They also said it would only benefit international mining companies.

“Selenium is a scary element, and we’re not talking about a little bit of pollution here,” said Derf Johnson, deputy director for the Montana Environmental Information Center. “What we’re talking about is possibly the worst case of selenium contamination in the world.”

Montana’s environmental agency held a public hearing on Wednesday on a rulemaking petition the Lake County Commissioners submitted challenging the current site-specific standard of acceptable concentration of 0.8 micrograms of selenium per liter of water.
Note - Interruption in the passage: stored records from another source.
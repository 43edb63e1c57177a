//! Springboard mock server entry point.

use anyhow::Context;
use clap::Parser;
use springboard_mock_server::config::ServerArgs;
use springboard_mock_server::{create_router, AppState};
use tokio::net::TcpListener;
use tracing_subscriber::EnvFilter;

#[tokio::main]
async fn main() -> anyhow::Result<()> {
    if let Err(e) = tracing_subscriber::fmt()
        .with_env_filter(
            EnvFilter::try_from_default_env().unwrap_or_else(|_| EnvFilter::new("info")),
        )
        .try_init()
    {
        eprintln!("Warning: tracing init failed: {}", e);
    }

    let config = ServerArgs::parse().into_config();
    let state = AppState::new(config.store(), config.profile.clone());
    let app = create_router(state);

    let listener = TcpListener::bind(config.addr)
        .await
        .with_context(|| format!("Failed to bind {}", config.addr))?;

    tracing::info!(
        addr = %config.addr,
        profile = %config.profile_kind,
        cards = config.seed.len(),
        "Springboard mock API listening"
    );

    axum::serve(listener, app)
        .with_graceful_shutdown(shutdown_signal())
        .await
        .context("Server error")?;

    tracing::info!("Server stopped");
    Ok(())
}

/// Resolves on Ctrl-C.
async fn shutdown_signal() {
    if let Err(e) = tokio::signal::ctrl_c().await {
        tracing::error!("Failed to listen for shutdown signal: {}", e);
        std::future::pending::<()>().await;
    }
    tracing::info!("Shutdown signal received");
}
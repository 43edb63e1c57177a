//! Springboard Ledger - gift card balances and request validation for the
//! Springboard Retail webhooks mock.
//!
//! This crate holds everything that has state or rules: the in-memory
//! [`BalanceStore`], the validation predicates, the deployment [`Profile`]s
//! and the per-operation state machine. It knows nothing about HTTP.

pub mod error;
pub mod operations;
pub mod payload;
pub mod profile;
pub mod store;
pub mod types;
pub mod validation;

pub use error::{LedgerError, OperationError};
pub use operations::GiftCardOperation;
pub use payload::Payload;
pub use profile::{ExistencePolicy, Profile, ProfileKind};
pub use store::BalanceStore;
pub use types::BalanceResponse;
pub use validation::{FailureKind, ValidationFailure};
//! Error types for the Springboard mock server.

use axum::http::StatusCode;
use axum::response::{IntoResponse, Response};
use axum::Json;
use serde::Serialize;
use serde_json::json;
use springboard_ledger::{OperationError, ValidationFailure};

/// Application error type.
#[derive(Debug, thiserror::Error)]
pub enum AppError {
    #[error("Validation failed: {0}")]
    Validation(ValidationFailure),

    #[error("Invalid request")]
    InvalidRequest,

    /// Reported with an empty body.
    #[error("Not found")]
    NotFound,

    #[error("Forbidden")]
    Forbidden,

    #[error("Internal error: {0}")]
    Internal(String),
}

/// Wire body of a structured validation error.
#[derive(Debug, Clone, Serialize)]
pub struct ValidationErrorBody {
    /// Always `"ValidationError"`.
    pub error: &'static str,
    pub message: String,
    pub params: Vec<String>,
}

impl From<ValidationFailure> for ValidationErrorBody {
    fn from(failure: ValidationFailure) -> Self {
        Self {
            error: "ValidationError",
            message: failure.message,
            params: failure.params,
        }
    }
}

impl From<OperationError> for AppError {
    fn from(err: OperationError) -> Self {
        match err {
            OperationError::InvalidRequest => AppError::InvalidRequest,
            OperationError::Validation(failure) => AppError::Validation(failure),
            OperationError::NotFound => AppError::NotFound,
            OperationError::Ledger(e) => AppError::Internal(e.to_string()),
        }
    }
}

impl IntoResponse for AppError {
    fn into_response(self) -> Response {
        match self {
            AppError::Validation(failure) => {
                tracing::info!(kind = %failure.kind, message = %failure.message, "Validation failed");
                (
                    StatusCode::BAD_REQUEST,
                    Json(ValidationErrorBody::from(failure)),
                )
                    .into_response()
            }
            AppError::InvalidRequest => (
                StatusCode::BAD_REQUEST,
                Json(json!({ "error": "Invalid Request" })),
            )
                .into_response(),
            AppError::NotFound => StatusCode::NOT_FOUND.into_response(),
            AppError::Forbidden => (StatusCode::FORBIDDEN, "Forbidden").into_response(),
            AppError::Internal(msg) => {
                tracing::error!("Internal error: {}", msg);
                (StatusCode::INTERNAL_SERVER_ERROR, "Internal server error").into_response()
            }
        }
    }
}
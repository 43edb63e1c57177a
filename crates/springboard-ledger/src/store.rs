//! In-memory gift card balance store.

use std::collections::HashMap;

use bigdecimal::BigDecimal;

use crate::error::LedgerError;

/// Mutable mapping from gift card number to balance.
///
/// Entries are never removed. Lookups are strict: a missing number is only
/// created when a caller asks for it explicitly through [`BalanceStore::adjust`].
#[derive(Debug, Clone, Default)]
pub struct BalanceStore {
    balances: HashMap<String, BigDecimal>,
}

impl BalanceStore {
    /// Creates an empty store.
    pub fn new() -> Self {
        Self::default()
    }

    /// Creates a store pre-populated with the given seed balances.
    pub fn with_seed<I, K>(seed: I) -> Self
    where
        I: IntoIterator<Item = (K, BigDecimal)>,
        K: Into<String>,
    {
        Self {
            balances: seed.into_iter().map(|(k, v)| (k.into(), v)).collect(),
        }
    }

    pub fn get(&self, number: &str) -> Option<&BigDecimal> {
        self.balances.get(number)
    }

    pub fn contains(&self, number: &str) -> bool {
        self.balances.contains_key(number)
    }

    pub fn set(&mut self, number: impl Into<String>, balance: BigDecimal) {
        self.balances.insert(number.into(), balance);
    }

    /// Applies `delta` to the balance of `number` and returns the new balance.
    ///
    /// With `vivify` set, an unknown number starts at zero before the delta is
    /// applied. Without it, an unknown number is an error and nothing changes.
    pub fn adjust(
        &mut self,
        number: &str,
        delta: &BigDecimal,
        vivify: bool,
    ) -> Result<BigDecimal, LedgerError> {
        if !vivify && !self.balances.contains_key(number) {
            return Err(LedgerError::UnknownGiftCard {
                number: number.to_string(),
            });
        }

        let balance = self
            .balances
            .entry(number.to_string())
            .or_insert_with(|| {
                tracing::debug!(number, "vivifying gift card at zero balance");
                BigDecimal::from(0)
            });

        *balance = &*balance + delta;
        Ok(balance.clone())
    }

    pub fn len(&self) -> usize {
        self.balances.len()
    }

    pub fn is_empty(&self) -> bool {
        self.balances.is_empty()
    }
}
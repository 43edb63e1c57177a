//! Response types shared by every balance operation.

use bigdecimal::{BigDecimal, ToPrimitive};
use serde::{Serialize, Serializer};

/// Successful operation body: `{"balance": <number>}`.
#[derive(Debug, Clone, PartialEq, Eq, Serialize)]
pub struct BalanceResponse {
    /// Balance after the operation, written as a JSON number.
    #[serde(serialize_with = "serialize_balance")]
    pub balance: BigDecimal,
}

impl BalanceResponse {
    pub fn new(balance: BigDecimal) -> Self {
        Self { balance }
    }
}

/// Most decimal places (or trailing-zero exponent) a balance may carry.
pub const MAX_SCALE: i64 = 20;

/// Whether `value` can be stored as a balance and written back out as a
/// finite JSON number.
pub fn is_representable(value: &BigDecimal) -> bool {
    let (_, scale) = value.as_bigint_and_exponent();
    scale.abs() <= MAX_SCALE && value.to_f64().is_some_and(f64::is_finite)
}

/// Writes a balance as a plain JSON number.
///
/// Integral balances become JSON integers (`9950`, not `9950.0`); anything
/// else goes out as a double, which is what API clients parse balances into.
pub fn serialize_balance<S>(balance: &BigDecimal, serializer: S) -> Result<S::Ok, S::Error>
where
    S: Serializer,
{
    if balance.is_integer() {
        if let Some(whole) = balance.to_i64() {
            return serializer.serialize_i64(whole);
        }
    }

    match balance.to_f64() {
        Some(value) if value.is_finite() => serializer.serialize_f64(value),
        _ => Err(serde::ser::Error::custom(format!(
            "balance {} is not representable as a JSON number",
            balance
        ))),
    }
}

#[cfg(test)]
mod tests {
    use super::*;
    use serde_json::json;
    use std::str::FromStr;

    fn to_json(balance: &str) -> serde_json::Value {
        let response = BalanceResponse::new(BigDecimal::from_str(balance).unwrap());
        serde_json::to_value(&response).unwrap()
    }

    #[test]
    fn test_integral_balance_is_integer() {
        assert_eq!(to_json("9950"), json!({ "balance": 9950 }));
        assert_eq!(to_json("0"), json!({ "balance": 0 }));
    }

    #[test]
    fn test_trailing_zero_scale_is_integer() {
        let json = serde_json::to_string(&BalanceResponse::new(
            BigDecimal::from_str("25.00").unwrap(),
        ))
        .unwrap();
        assert_eq!(json, r#"{"balance":25}"#);
    }

    #[test]
    fn test_is_representable() {
        assert!(is_representable(&BigDecimal::from_str("9950").unwrap()));
        assert!(is_representable(&BigDecimal::from_str("0.01").unwrap()));
        assert!(!is_representable(&BigDecimal::from_str("1e400").unwrap()));
        assert!(!is_representable(&BigDecimal::from_str("1e-2000000000").unwrap()));
        assert!(!is_representable(&BigDecimal::from_str(&"9".repeat(400)).unwrap()));
    }

    #[test]
    fn test_fractional_balance_is_float() {
        assert_eq!(to_json("12.5"), json!({ "balance": 12.5 }));
        assert_eq!(to_json("-3.25"), json!({ "balance": -3.25 }));
    }
}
That is much more stringent than the federal threshold of 1.5 micrograms per liter, which is where the county commission would like to see DEQ end up.

Commissioner Noel Duram, the only proponent of the change at the hearing, said the lower standard doesn’t make sense for his county.
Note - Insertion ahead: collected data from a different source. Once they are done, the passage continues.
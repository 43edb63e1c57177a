//! Deployment profiles.
//!
//! Two deployments of the mocked API disagree on how a missing card is
//! reported and on whether a refund may create a card. A [`Profile`] pins
//! those choices down so a single binary can impersonate either one.

use std::fmt;
use std::str::FromStr;

use bigdecimal::BigDecimal;

use crate::error::OperationError;
use crate::validation::ValidationFailure;

/// How an unknown gift card number is reported to the caller.
#[derive(Debug, Clone, Copy, PartialEq, Eq)]
pub enum ExistencePolicy {
    /// 400 with the structured `ExistingGiftCardNumber` validation error.
    ValidationError,
    /// 404 with an empty body.
    NotFound,
}

impl ExistencePolicy {
    /// Turns an existence failure into the error this policy reports.
    pub fn reject(self, failure: ValidationFailure) -> OperationError {
        match self {
            ExistencePolicy::ValidationError => OperationError::Validation(failure),
            ExistencePolicy::NotFound => OperationError::NotFound,
        }
    }
}

/// Behavioural switches for one deployment of the mock.
#[derive(Debug, Clone, PartialEq, Eq)]
pub struct Profile {
    pub existence: ExistencePolicy,
    /// Refunds to unknown cards create them at zero instead of failing.
    pub refund_vivifies: bool,
    /// Upper bound on the card number length accepted by check-balance.
    pub check_balance_max_length: Option<usize>,
}

impl Profile {
    /// Numeric card numbers, structured 400s, vivifying refunds.
    pub fn numeric() -> Self {
        Self {
            existence: ExistencePolicy::ValidationError,
            refund_vivifies: true,
            check_balance_max_length: None,
        }
    }

    /// Alphanumeric card codes, empty 404s, strict refunds, 5-char limit.
    ///
    /// Existence is checked before length, and every card in the default
    /// alphanumeric seed is at most 5 characters long. `MaxLength` therefore
    /// only fires for longer cards loaded with an explicit `--seed`.
    pub fn alphanumeric() -> Self {
        Self {
            existence: ExistencePolicy::NotFound,
            refund_vivifies: false,
            check_balance_max_length: Some(5),
        }
    }
}

impl Default for Profile {
    fn default() -> Self {
        Self::numeric()
    }
}

/// Named profile presets, selectable at start-up.
#[derive(Debug, Clone, Copy, PartialEq, Eq, Default)]
pub enum ProfileKind {
    #[default]
    Numeric,
    Alphanumeric,
}

impl ProfileKind {
    pub fn profile(self) -> Profile {
        match self {
            ProfileKind::Numeric => Profile::numeric(),
            ProfileKind::Alphanumeric => Profile::alphanumeric(),
        }
    }

    /// Balances loaded at start-up when no explicit seed is given.
    pub fn default_seed(self) -> Vec<(String, BigDecimal)> {
        let cards: [(&str, i64); 3] = match self {
            ProfileKind::Numeric => [("1", 10000), ("2", 10), ("3", 0)],
            ProfileKind::Alphanumeric => [("GC001", 10000), ("GC002", 10), ("GC003", 0)],
        };
        cards
            .into_iter()
            .map(|(number, balance)| (number.to_string(), BigDecimal::from(balance)))
            .collect()
    }

    pub fn as_str(self) -> &'static str {
        match self {
            ProfileKind::Numeric => "numeric",
            ProfileKind::Alphanumeric => "alphanumeric",
        }
    }
}

impl fmt::Display for ProfileKind {
    fn fmt(&self, f: &mut fmt::Formatter<'_>) -> fmt::Result {
        f.write_str(self.as_str())
    }
}

impl FromStr for ProfileKind {
    type Err = String;

    fn from_str(s: &str) -> Result<Self, Self::Err> {
        match s.to_ascii_lowercase().as_str() {
            "numeric" => Ok(ProfileKind::Numeric),
            "alphanumeric" => Ok(ProfileKind::Alphanumeric),
            other => Err(format!(
                "Unsupported profile: {}. Supported: numeric, alphanumeric",
                other
            )),
        }
    }
}
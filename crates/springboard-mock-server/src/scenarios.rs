//! Canned error-scenario endpoints.
//!
//! Each operation family gets one endpoint per error shape so a client under
//! test can be pointed at a path and observe that exact failure. The routes
//! are generated from the shape table below; they read no input and never
//! touch the balance store.

use axum::http::StatusCode;
use axum::response::{IntoResponse, Response};
use axum::routing::post;
use axum::{Json, Router};
use serde::Serialize;

use crate::routes::forbidden;

/// Body of a JSON response carrying a `message` key.
#[derive(Debug, Clone, Serialize)]
pub struct MessageBody {
    pub message: &'static str,
}

/// Body of a JSON response carrying only an `error` key.
#[derive(Debug, Clone, Serialize)]
pub struct ErrorBody {
    pub error: &'static str,
}

/// The three wire shapes a real error channel might use.
#[derive(Debug, Clone, Copy, PartialEq, Eq, Hash)]
pub enum ScenarioShape {
    /// 400, `{"message": ...}`.
    MessageJson,
    /// 422, `{"error": ...}`.
    ErrorJson,
    /// 500, plain text.
    ErrorText,
}

impl ScenarioShape {
    pub const ALL: [ScenarioShape; 3] = [
        ScenarioShape::MessageJson,
        ScenarioShape::ErrorJson,
        ScenarioShape::ErrorText,
    ];

    /// Appended to the operation name to form the scenario path.
    pub fn suffix(self) -> &'static str {
        match self {
            ScenarioShape::MessageJson => "_error",
            ScenarioShape::ErrorJson => "_error_json",
            ScenarioShape::ErrorText => "_error_text",
        }
    }

    pub fn status(self) -> StatusCode {
        match self {
            ScenarioShape::MessageJson => StatusCode::BAD_REQUEST,
            ScenarioShape::ErrorJson => StatusCode::UNPROCESSABLE_ENTITY,
            ScenarioShape::ErrorText => StatusCode::INTERNAL_SERVER_ERROR,
        }
    }

    /// Route path for `operation` in this shape, e.g. `/capture_error_json`.
    pub fn path(self, operation: &str) -> String {
        format!("/{}{}", operation, self.suffix())
    }
}

impl IntoResponse for ScenarioShape {
    fn into_response(self) -> Response {
        let status = self.status();
        match self {
            ScenarioShape::MessageJson => (
                status,
                Json(MessageBody {
                    message: "Error example with message key",
                }),
            )
                .into_response(),
            ScenarioShape::ErrorJson => (
                status,
                Json(ErrorBody {
                    error: "Error example without message key",
                }),
            )
                .into_response(),
            ScenarioShape::ErrorText => (status, "Error example is not JSON").into_response(),
        }
    }
}

/// Builds every error-scenario route for the given operation names.
pub fn routes<S>(operations: impl IntoIterator<Item = &'static str>) -> Router<S>
where
    S: Clone + Send + Sync + 'static,
{
    operations
        .into_iter()
        .flat_map(|operation| ScenarioShape::ALL.map(|shape| (operation, shape)))
        .fold(Router::new(), |router, (operation, shape)| {
            tracing::trace!(path = %shape.path(operation), "registering error scenario");
            router.route(
                &shape.path(operation),
                post(move || async move { shape }).fallback(forbidden),
            )
        })
}
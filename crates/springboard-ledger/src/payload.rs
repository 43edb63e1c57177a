//! Request payload parsing.

use serde_json::{Map, Number, Value};

use crate::error::OperationError;

/// A parsed gift card request body.
///
/// Fields are kept as raw JSON so each validation rule can decide for itself
/// what counts as missing or malformed.
#[derive(Debug, Clone, Default, PartialEq)]
pub struct Payload {
    fields: Map<String, Value>,
}

impl Payload {
    /// Parses a request body. Anything but a JSON object is an invalid request.
    pub fn parse(body: &[u8]) -> Result<Self, OperationError> {
        match serde_json::from_slice::<Value>(body) {
            Ok(Value::Object(fields)) => Ok(Self { fields }),
            Ok(_) => Err(OperationError::InvalidRequest),
            Err(e) => {
                tracing::debug!(error = %e, "rejecting unparseable request body");
                Err(OperationError::InvalidRequest)
            }
        }
    }

    /// The `number` field rendered as a card token.
    ///
    /// Strings are taken as-is. JSON numbers with no fractional part use
    /// their integer text, so `1`, `1.0`, `1e0` and `"1"` all name the same
    /// card. Any other type counts as absent.
    pub fn number(&self) -> Option<String> {
        match self.fields.get("number") {
            Some(Value::String(s)) => Some(s.clone()),
            Some(Value::Number(n)) => Some(number_token(n)),
            _ => None,
        }
    }

    /// The raw `amount` field, if present.
    pub fn amount(&self) -> Option<&Value> {
        self.fields.get("amount")
    }
}

/// Largest magnitude at which every integral `f64` is exact.
const MAX_SAFE_INTEGER: f64 = 9_007_199_254_740_991.0;

fn number_token(n: &Number) -> String {
    if n.is_i64() || n.is_u64() {
        return n.to_string();
    }
    match n.as_f64() {
        Some(f) if f.fract() == 0.0 && f.abs() <= MAX_SAFE_INTEGER => (f as i64).to_string(),
        _ => n.to_string(),
    }
}

#[cfg(test)]
mod tests {
    use super::*;
    use serde_json::json;

    #[test]
    fn test_parse_object() {
        let payload = Payload::parse(br#"{"number":"GC001","amount":5}"#).unwrap();
        assert_eq!(payload.number().as_deref(), Some("GC001"));
        assert_eq!(payload.amount(), Some(&json!(5)));
    }

    #[test]
    fn test_numeric_number_uses_literal_text() {
        let payload = Payload::parse(br#"{"number":1}"#).unwrap();
        assert_eq!(payload.number().as_deref(), Some("1"));
    }

    #[test]
    fn test_integral_float_number_uses_integer_text() {
        let bodies: [&[u8]; 4] = [
            br#"{"number":1.0}"#,
            br#"{"number":1e0}"#,
            br#"{"number":1}"#,
            br#"{"number":"1"}"#,
        ];
        for body in bodies {
            let payload = Payload::parse(body).unwrap();
            assert_eq!(payload.number().as_deref(), Some("1"));
        }
        let payload = Payload::parse(br#"{"number":-0.0}"#).unwrap();
        assert_eq!(payload.number().as_deref(), Some("0"));
    }

    #[test]
    fn test_fractional_number_keeps_its_text() {
        let payload = Payload::parse(br#"{"number":1.5}"#).unwrap();
        assert_eq!(payload.number().as_deref(), Some("1.5"));
    }

    #[test]
    fn test_unsupported_number_type_is_absent() {
        let payload = Payload::parse(br#"{"number":{"id":1}}"#).unwrap();
        assert_eq!(payload.number(), None);
        let payload = Payload::parse(br#"{"number":null}"#).unwrap();
        assert_eq!(payload.number(), None);
    }

    #[test]
    fn test_malformed_json_is_invalid_request() {
        assert_eq!(
            Payload::parse(b"{number: 1"),
            Err(OperationError::InvalidRequest)
        );
        assert_eq!(Payload::parse(b""), Err(OperationError::InvalidRequest));
    }

    #[test]
    fn test_non_object_is_invalid_request() {
        assert_eq!(Payload::parse(b"[1,2]"), Err(OperationError::InvalidRequest));
        assert_eq!(Payload::parse(b"\"1\""), Err(OperationError::InvalidRequest));
    }
}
At the hearing, he said the petition is about looking out for the economic interests of the county, and having standards for pollutants that are more stringent than there are nationally could prevent companies from investing in industries, such as mining, in the area, the Daily Montanan reports.

“From our understanding, it only affects new applications for discharge into the lake,” Duram said. “It doesn’t actually affect anybody that’s currently discharging into it from another entity or another region. It does affect Lincoln County specifically.”

But opponents to the petition said that the standard, adopted in 2020, had been developed through years of rigorous study and consultation with stakeholders across both sides of the border, and that the only beneficiaries of leniency are the mining companies responsible for the pollution.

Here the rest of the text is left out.